Certes, Revel n'est pas la seule ville de la région toulousaine où l'on fabrique des meubles ou des sièges : ateliers artisanaux et usines sont disséminés en Haute-Garonne et dans les départements voisins. Toutefois, en 1948, le syndicat professionnel de Haute-Garonne comptait 72 entreprises avec 700 ouvriers, non compris de petits artisans échappant à ce contrôle ; sur ce total, Revel avait 300 à 350 ouvriers, donc plus de la moitié de l'effectif, et, Toulouse, 120 à 130 ouvriers du meuble (3). Toulouse a donc cessé d'être un centre de fabrication du meuble ; en dehors d'une entreprise de 30 ouvriers, elle ne compte plus que des ateliers artisanaux. Que l'on considère la Haute-Garonne ou les départements voisins, aucun groupement n'est comparable à celui de Revel.

 

Les facilités d'approvisionnement en bois, ont sans doute été un élément favorable au développement du centre revélois, mais il est dû surtout au goût que la population porte aux activités artisanales, en dépit de la richesse agricole de ce haut pays languedocien. Les vocations pour l'artisanat d'art, le caractère industrieux, l'esprit créateur, se sont comme réfugiés dans cette région, la plus traditionnelle du Languedoc ; elle contraste, en cela, comme par la diversité régnant dans l'exploitation agricole, avec la plaine uniformisée par la viticulture du Bas-Languedoc.

 

Finalement la spécialisation dans la marqueterie, qui s'est implantée à Revel, paraît être surtout le fruit de la fantaisie méridionale, entraînée par une circonstance fortuite vers une activité qui s'est révélée, par la suite, rémunératrice, plutôt qu'une conséquence du déterminisme géographique.

 

(1) On pose les panneaux galbés recouverts de leur placage encollé sur une forme, et sous des sacs de sable épousant le galbe, puis on serre le tout dans la presse à vis.

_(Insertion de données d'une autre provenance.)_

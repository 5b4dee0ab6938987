//! Notification service configuration.

use astradock_platform::env::{required, required_parse, ConfigError};
use std::time::Duration;

/// Full configuration of the notification service.
#[derive(Debug, Clone)]
pub struct Config {
    /// Comma-separated broker addresses.
    pub brokers: String,
    /// Topic paid-order events are consumed from.
    pub order_paid_topic: String,
    /// Topic assembled-ship events are consumed from.
    pub order_assembled_topic: String,
    /// Consumer group for the paid-event consumer.
    pub paid_group_id: String,
    /// Consumer group for the assembled-event consumer.
    pub assembled_group_id: String,
    /// Bot API token of the messaging client.
    pub bot_token: String,
    /// Budget for graceful shutdown.
    pub shutdown_timeout: Duration,
    /// Default level when `RUST_LOG` is unset.
    pub log_level: String,
    /// Emit JSON records instead of the human format.
    pub log_as_json: bool,
}

impl Config {
    /// Load from the environment.
    ///
    /// # Errors
    ///
    /// Returns [`ConfigError`] on the first missing or unparsable
    /// variable.
    pub fn from_env() -> Result<Self, ConfigError> {
        Ok(Self {
            brokers: required("KAFKA_BROKERS")?,
            order_paid_topic: required("ORDER_PAID_TOPIC_NAME")?,
            order_assembled_topic: required("ORDER_ASSEMBLED_TOPIC_NAME")?,
            paid_group_id: required("ORDER_PAID_CONSUMER_GROUP_ID")?,
            assembled_group_id: required("ORDER_ASSEMBLED_CONSUMER_GROUP_ID")?,
            bot_token: required("TELEGRAM_BOT_TOKEN")?,
            shutdown_timeout: Duration::from_secs(required_parse("SHUTDOWN_TIMEOUT_SECS")?),
            log_level: required("LOG_LEVEL")?,
            log_as_json: required_parse("LOG_AS_JSON")?,
        })
    }
}
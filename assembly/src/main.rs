//! Assembly worker binary.

use anyhow::Context;
use astradock_assembly::config::Config;
use astradock_assembly::service::AssemblyService;
use astradock_platform::bus::{
    ConsumerConfig, DynHandler, KafkaConsumer, KafkaProducer, LoggingMiddleware, ProducerConfig,
    RecoveryMiddleware,
};
use astradock_platform::closer::Closer;
use astradock_platform::{env, signal, telemetry};
use std::sync::Arc;
use std::time::Duration;
use tokio::sync::broadcast;
use tracing::{error, info};

#[tokio::main]
async fn main() -> anyhow::Result<()> {
    env::load_dotenv_if_local()?;
    let config = Config::from_env()?;
    telemetry::init(&config.log_level, config.log_as_json);

    info!("starting assembly worker");
    let closer = Arc::new(Closer::new());

    let producer = Arc::new(
        KafkaProducer::new(&ProducerConfig {
            brokers: config.brokers.clone(),
            topic: config.order_assembled_topic.clone(),
        })
        .context("create assembled-ship producer")?,
    );
    {
        let producer = Arc::clone(&producer);
        closer.add("kafka producer", move || async move {
            tokio::task::spawn_blocking(move || producer.flush(Duration::from_secs(5)))
                .await
                .context("join flush task")??;
            Ok(())
        });
    }

    let consumer = KafkaConsumer::new(
        &ConsumerConfig {
            brokers: config.brokers.clone(),
            group_id: config.paid_group_id.clone(),
        },
        vec![config.order_paid_topic.clone()],
        vec![Arc::new(RecoveryMiddleware), Arc::new(LoggingMiddleware)],
    )
    .context("create paid-order consumer")?;

    let handler: DynHandler = Arc::new(AssemblyService::new(producer, config.assembly_delay));

    let (shutdown_tx, shutdown_rx) = broadcast::channel::<()>(1);
    {
        let tx = shutdown_tx.clone();
        tokio::spawn(async move {
            signal::shutdown_signal().await;
            let _ = tx.send(());
        });
    }

    info!(delay = ?config.assembly_delay, "paid-order consumer running");
    let run_result = consumer
        .run(handler, shutdown_rx)
        .await
        .map_err(anyhow::Error::from);

    if let Err(e) = closer.close_all(config.shutdown_timeout).await {
        error!(error = %e, "shutdown finished with errors");
    } else {
        info!("assembly worker stopped");
    }

    run_result
}
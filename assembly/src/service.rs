//! The delayed paid-to-assembled processor.

use astradock_platform::bus::{Message, MessageHandler, Producer};
use astradock_platform::events::{AssembledShipEvent, PaidOrderEvent};
use async_trait::async_trait;
use std::sync::Arc;
use std::time::{Duration, Instant};
use tracing::{error, info};

/// Handler for `order.paid` records.
///
/// Each record simulates one build: wait out the assembly delay, then
/// emit an [`AssembledShipEvent`] keyed by the order id. Cancellation
/// during the wait aborts without emitting, so the uncommitted record is
/// redelivered and assembled again; duplicates downstream are accepted.
pub struct AssemblyService {
    producer: Arc<dyn Producer>,
    delay: Duration,
}

impl AssemblyService {
    /// Bind the worker to its output producer with the build delay.
    #[must_use]
    pub fn new(producer: Arc<dyn Producer>, delay: Duration) -> Self {
        Self { producer, delay }
    }
}

#[async_trait]
impl MessageHandler for AssemblyService {
    async fn handle(&self, msg: &Message) -> anyhow::Result<()> {
        let event = PaidOrderEvent::decode(&msg.value).map_err(|e| {
            error!(topic = %msg.topic, offset = msg.offset, error = %e, "failed to decode paid-order record");
            anyhow::Error::new(e)
        })?;

        let start = Instant::now();
        tokio::time::sleep(self.delay).await;

        info!(
            topic = %msg.topic,
            partition = msg.partition,
            offset = msg.offset,
            event_id = %event.event_id,
            order_id = %event.order_id,
            user_id = %event.user_id,
            payment_method = %event.payment_method,
            transaction_id = %event.transaction_id,
            "ship assembled"
        );

        let assembled = AssembledShipEvent {
            event_id: event.event_id,
            order_id: event.order_id,
            user_id: event.user_id,
            build_duration_secs: start.elapsed().as_secs(),
        };

        let payload = assembled.encode()?;
        self.producer
            .send(assembled.order_id.as_bytes(), &payload)
            .await
            .map_err(|e| {
                error!(order_id = %assembled.order_id, error = %e, "failed to send assembled-ship record");
                anyhow::Error::new(e)
            })?;

        Ok(())
    }
}
//! Composition root for the order service.
//!
//! One explicit builder pass, run once at startup: database pool before
//! migrator before repository before service. Each resource registers
//! its teardown with the closer as it is constructed, so shutdown
//! releases them in reverse.

use crate::api::{self, ApiState};
use crate::clients::{HttpInventoryClient, HttpPaymentClient};
use crate::config::Config;
use crate::consumer::AssembledHandler;
use crate::producer::OrderPaidProducer;
use crate::repository::PgOrderRepository;
use crate::service::OrderService;
use anyhow::Context;
use astradock_platform::bus::{
    ConsumerConfig, DynHandler, KafkaConsumer, KafkaProducer, LoggingMiddleware, ProducerConfig,
    RecoveryMiddleware,
};
use astradock_platform::closer::Closer;
use axum::Router;
use sqlx::migrate::Migrator;
use sqlx::postgres::PgPoolOptions;
use std::path::Path;
use std::sync::Arc;
use std::time::Duration;
use tracing::info;

/// Everything the run loop needs.
pub struct App {
    /// HTTP router.
    pub router: Router,
    /// Assembled-event consumer session.
    pub consumer: KafkaConsumer,
    /// Composed handler for the consumer.
    pub assembled_handler: DynHandler,
    /// Teardown registry, already populated.
    pub closer: Arc<Closer>,
}

/// Build the whole dependency graph.
///
/// # Errors
///
/// Fails if the database is unreachable, migrations cannot be applied,
/// or a Kafka client cannot be created.
pub async fn bootstrap(config: &Config) -> anyhow::Result<App> {
    let closer = Arc::new(Closer::new());

    let pool = PgPoolOptions::new()
        .max_connections(10)
        .connect(&config.postgres.dsn())
        .await
        .context("connect to postgres")?;
    {
        let pool = pool.clone();
        closer.add("postgres pool", move || async move {
            pool.close().await;
            Ok(())
        });
    }
    info!("postgres pool ready");

    let migrator = Migrator::new(Path::new(&config.postgres.migrations_dir))
        .await
        .context("load migrations")?;
    migrator.run(&pool).await.context("apply migrations")?;
    info!(dir = %config.postgres.migrations_dir, "migrations applied");

    let repo = Arc::new(PgOrderRepository::new(pool));

    let http = reqwest::Client::new();
    let inventory = Arc::new(HttpInventoryClient::new(
        http.clone(),
        config.clients.inventory_base_url.clone(),
    ));
    let payment = Arc::new(HttpPaymentClient::new(
        http,
        config.clients.payment_base_url.clone(),
    ));

    let kafka_producer = Arc::new(
        KafkaProducer::new(&ProducerConfig {
            brokers: config.kafka.brokers.clone(),
            topic: config.kafka.order_paid_topic.clone(),
        })
        .context("create paid-order producer")?,
    );
    {
        let producer = Arc::clone(&kafka_producer);
        closer.add("kafka producer", move || async move {
            tokio::task::spawn_blocking(move || producer.flush(Duration::from_secs(5)))
                .await
                .context("join flush task")??;
            Ok(())
        });
    }
    let publisher = Arc::new(OrderPaidProducer::new(kafka_producer));

    let service = Arc::new(OrderService::new(
        repo,
        inventory,
        payment,
        publisher,
        config.server.read_db_timeout,
        config.server.write_db_timeout,
    ));

    let consumer = KafkaConsumer::new(
        &ConsumerConfig {
            brokers: config.kafka.brokers.clone(),
            group_id: config.kafka.assembled_group_id.clone(),
        },
        vec![config.kafka.order_assembled_topic.clone()],
        vec![Arc::new(RecoveryMiddleware), Arc::new(LoggingMiddleware)],
    )
    .context("create assembled-event consumer")?;
    let assembled_handler: DynHandler = Arc::new(AssembledHandler::new(Arc::clone(&service)));

    let router = api::router(Arc::new(ApiState { service }));

    Ok(App {
        router,
        consumer,
        assembled_handler,
        closer,
    })
}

(2) Les pieds des meubles sont plaqués au marteau, c'est-à-dire que l'on repousse, petit à petit, la colle qui est sous le placage à l'aide d'un marteau spécial, que l'on appuie progressivement sur la surface plaquée.

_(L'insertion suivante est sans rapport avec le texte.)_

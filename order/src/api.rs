//! HTTP API for the order service.
//!
//! JSON request/response bodies; the error body is `{code, message}`
//! with the status codes of the service contract. Prices cross the wire
//! as decimal strings with two fractional digits, never as floats.

use crate::error::OrderError;
use crate::model::{format_price_cents, CreateOrder, Order, PaymentMethod};
use crate::service::OrderService;
use axum::extract::{Path, State};
use axum::http::StatusCode;
use axum::response::{IntoResponse, Response};
use axum::routing::{get, post};
use axum::{Json, Router};
use serde::{Deserialize, Serialize};
use std::sync::Arc;
use tower_http::trace::TraceLayer;
use uuid::Uuid;

/// Shared handler state.
pub struct ApiState {
    /// The order service.
    pub service: Arc<OrderService>,
}

/// Build the order router.
pub fn router(state: Arc<ApiState>) -> Router {
    Router::new()
        .route("/orders", post(create_order))
        .route(
            "/orders/:order_uuid",
            get(get_order).delete(cancel_order),
        )
        .route("/orders/:order_uuid/pay", post(pay_order))
        .route("/health", get(health))
        .layer(TraceLayer::new_for_http())
        .with_state(state)
}

#[derive(Debug, Deserialize)]
struct CreateOrderRequest {
    user_uuid: Uuid,
    part_uuids: Vec<Uuid>,
}

#[derive(Debug, Serialize)]
struct CreateOrderResponse {
    order_uuid: Uuid,
    total_price: String,
}

#[derive(Debug, Deserialize)]
struct PayOrderRequest {
    payment_method: PaymentMethod,
}

#[derive(Debug, Serialize)]
struct PayOrderResponse {
    transaction_uuid: Uuid,
}

#[derive(Debug, Serialize)]
struct OrderResponse {
    order_uuid: Uuid,
    user_uuid: Uuid,
    part_uuids: Vec<Uuid>,
    total_price: String,
    #[serde(skip_serializing_if = "Option::is_none")]
    transaction_uuid: Option<Uuid>,
    #[serde(skip_serializing_if = "Option::is_none")]
    payment_method: Option<PaymentMethod>,
    status: crate::model::OrderStatus,
}

impl From<Order> for OrderResponse {
    fn from(order: Order) -> Self {
        Self {
            order_uuid: order.id,
            user_uuid: order.user_id,
            part_uuids: order.part_ids,
            total_price: format_price_cents(order.total_price),
            transaction_uuid: order.transaction_id,
            payment_method: order.payment_method,
            status: order.status,
        }
    }
}

async fn create_order(
    State(state): State<Arc<ApiState>>,
    Json(req): Json<CreateOrderRequest>,
) -> Result<Json<CreateOrderResponse>, ApiError> {
    let result = state
        .service
        .create(CreateOrder {
            user_id: req.user_uuid,
            part_ids: req.part_uuids,
        })
        .await?;

    Ok(Json(CreateOrderResponse {
        order_uuid: result.id,
        total_price: format_price_cents(result.total_price),
    }))
}

async fn pay_order(
    State(state): State<Arc<ApiState>>,
    Path(order_uuid): Path<String>,
    Json(req): Json<PayOrderRequest>,
) -> Result<Json<PayOrderResponse>, ApiError> {
    let order_id = parse_order_uuid(&order_uuid)?;
    let transaction_uuid = state.service.pay(order_id, req.payment_method).await?;
    Ok(Json(PayOrderResponse { transaction_uuid }))
}

async fn get_order(
    State(state): State<Arc<ApiState>>,
    Path(order_uuid): Path<String>,
) -> Result<Json<OrderResponse>, ApiError> {
    let order_id = parse_order_uuid(&order_uuid)?;
    let order = state.service.order_by_id(order_id).await?;
    Ok(Json(order.into()))
}

async fn cancel_order(
    State(state): State<Arc<ApiState>>,
    Path(order_uuid): Path<String>,
) -> Result<StatusCode, ApiError> {
    let order_id = parse_order_uuid(&order_uuid)?;
    state.service.cancel(order_id).await?;
    Ok(StatusCode::NO_CONTENT)
}

async fn health() -> Json<serde_json::Value> {
    Json(serde_json::json!({ "status": "ok" }))
}

fn parse_order_uuid(raw: &str) -> Result<Uuid, ApiError> {
    Uuid::parse_str(raw)
        .map_err(|_| ApiError(OrderError::Validation("invalid order_uuid".to_string())))
}

/// Response-side wrapper for [`OrderError`].
#[derive(Debug)]
pub struct ApiError(pub OrderError);

impl From<OrderError> for ApiError {
    fn from(err: OrderError) -> Self {
        Self(err)
    }
}

#[derive(Debug, Serialize)]
struct ErrorBody {
    code: &'static str,
    message: String,
}

impl IntoResponse for ApiError {
    fn into_response(self) -> Response {
        let (status, code) = status_and_code(&self.0);

        if status.is_server_error() {
            tracing::error!(status = %status, error = %self.0, "request failed");
        }

        let body = ErrorBody {
            code,
            message: self.0.to_string(),
        };
        (status, Json(body)).into_response()
    }
}

/// Map a domain error onto its HTTP status and stable error code.
#[must_use]
pub fn status_and_code(err: &OrderError) -> (StatusCode, &'static str) {
    match err {
        OrderError::Validation(_) => (StatusCode::BAD_REQUEST, "VALIDATION"),
        OrderError::OrderNotFound => (StatusCode::NOT_FOUND, "ORDER_NOT_FOUND"),
        OrderError::PartNotFound => (StatusCode::NOT_FOUND, "PART_NOT_FOUND"),
        OrderError::PartsOutOfStock(_) => (StatusCode::UNPROCESSABLE_ENTITY, "PARTS_OUT_OF_STOCK"),
        OrderError::OrderConflict => (StatusCode::CONFLICT, "ORDER_CONFLICT"),
        OrderError::BadGateway(_) => (StatusCode::BAD_GATEWAY, "BAD_GATEWAY"),
        OrderError::ServiceUnavailable => (StatusCode::SERVICE_UNAVAILABLE, "SERVICE_UNAVAILABLE"),
        OrderError::UnknownStatus(_) => (StatusCode::INTERNAL_SERVER_ERROR, "UNKNOWN_STATUS"),
        OrderError::Internal(_) => (StatusCode::INTERNAL_SERVER_ERROR, "INTERNAL"),
    }
}

#[cfg(test)]
mod tests {
    use super::*;

    #[test]
    fn error_mapping_matches_contract() {
        let cases = [
            (OrderError::Validation("x".into()), StatusCode::BAD_REQUEST),
            (OrderError::OrderNotFound, StatusCode::NOT_FOUND),
            (OrderError::PartNotFound, StatusCode::NOT_FOUND),
            (
                OrderError::PartsOutOfStock(vec![Uuid::new_v4()]),
                StatusCode::UNPROCESSABLE_ENTITY,
            ),
            (OrderError::OrderConflict, StatusCode::CONFLICT),
            (OrderError::BadGateway("x".into()), StatusCode::BAD_GATEWAY),
            (OrderError::ServiceUnavailable, StatusCode::SERVICE_UNAVAILABLE),
            (
                OrderError::UnknownStatus("ON_FIRE".into()),
                StatusCode::INTERNAL_SERVER_ERROR,
            ),
            (
                OrderError::Internal(anyhow::anyhow!("x")),
                StatusCode::INTERNAL_SERVER_ERROR,
            ),
        ];

        for (err, expected) in cases {
            assert_eq!(status_and_code(&err).0, expected, "{err}");
        }
    }

    #[test]
    fn invalid_uuid_is_a_validation_error() {
        let err = parse_order_uuid("not-a-uuid").unwrap_err();
        assert!(matches!(err.0, OrderError::Validation(_)));
    }
}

(3) D'après les statistiques communiquées par les syndicats patronaux, en 1948, en Haute-Garonne : 72 entreprises avec 700 ouvriers, dont une à Saint-Gaudens, avec 30 ouvriers. - Dans les Hautes-Pyrénées : 38 entreprises avec 157 ouvriers. - Le Gers : 8 entreprises avec 69 ouvriers. - Le Lot: 16 entreprises avec 66 ouvriers. - Le Tarn : 25 entreprises avec 632 ouvriers, dont une usine d'une cinquantaine d'ouvriers, à Labruguière, et un petit groupe artisanal à Rabastens. - Enfin, il faut noter un petit groupement de fabricants de meubles en Noyer (provenant des Causses), à Rodez et Millau.